BRIEF:
Across the records that follow, determine how many lines contain "insert" and give only the resulting number.

Segment Start: AVAILABLE DATA

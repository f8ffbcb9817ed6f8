use std::sync::Arc;
use std::time::Duration;

use moka::sync::Cache;
use parking_lot::Mutex;
use uuid::Uuid;

use crate::error::AppError;
use crate::services::import_session::ImportSession;

pub type SharedSession = Arc<Mutex<ImportSession>>;

/// In-memory import sessions, evicted after sitting idle for `ttl`.
#[derive(Clone)]
pub struct SessionStore {
    sessions: Cache<Uuid, SharedSession>,
}

impl SessionStore {
    pub fn new(ttl: Duration) -> Self {
        Self {
            sessions: Cache::builder().time_to_idle(ttl).build(),
        }
    }

    pub fn insert(&self, session: ImportSession) -> SharedSession {
        let id = session.id();
        let shared = Arc::new(Mutex::new(session));
        self.sessions.insert(id, shared.clone());
        tracing::debug!("Stored import session {}", id);
        shared
    }

    pub fn get(&self, id: Uuid) -> Result<SharedSession, AppError> {
        self.sessions
            .get(&id)
            .ok_or_else(|| AppError::SessionNotFound(id.to_string()))
    }

    pub fn remove(&self, id: Uuid) -> Result<(), AppError> {
        self.sessions
            .remove(&id)
            .map(|_| ())
            .ok_or_else(|| AppError::SessionNotFound(id.to_string()))
    }
}

#[cfg(test)]
mod tests {
    use super::*;

    #[test]
    fn sessions_round_trip_through_the_store() {
        let store = SessionStore::new(Duration::from_secs(60));
        let session = ImportSession::new(1024);
        let id = session.id();

        store.insert(session);
        assert_eq!(store.get(id).unwrap().lock().id(), id);

        store.remove(id).unwrap();
        assert!(matches!(store.get(id), Err(AppError::SessionNotFound(_))));
        assert!(store.remove(id).is_err());
    }
}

Segment End: AVAILABLE DATA

TASK RESULT:
3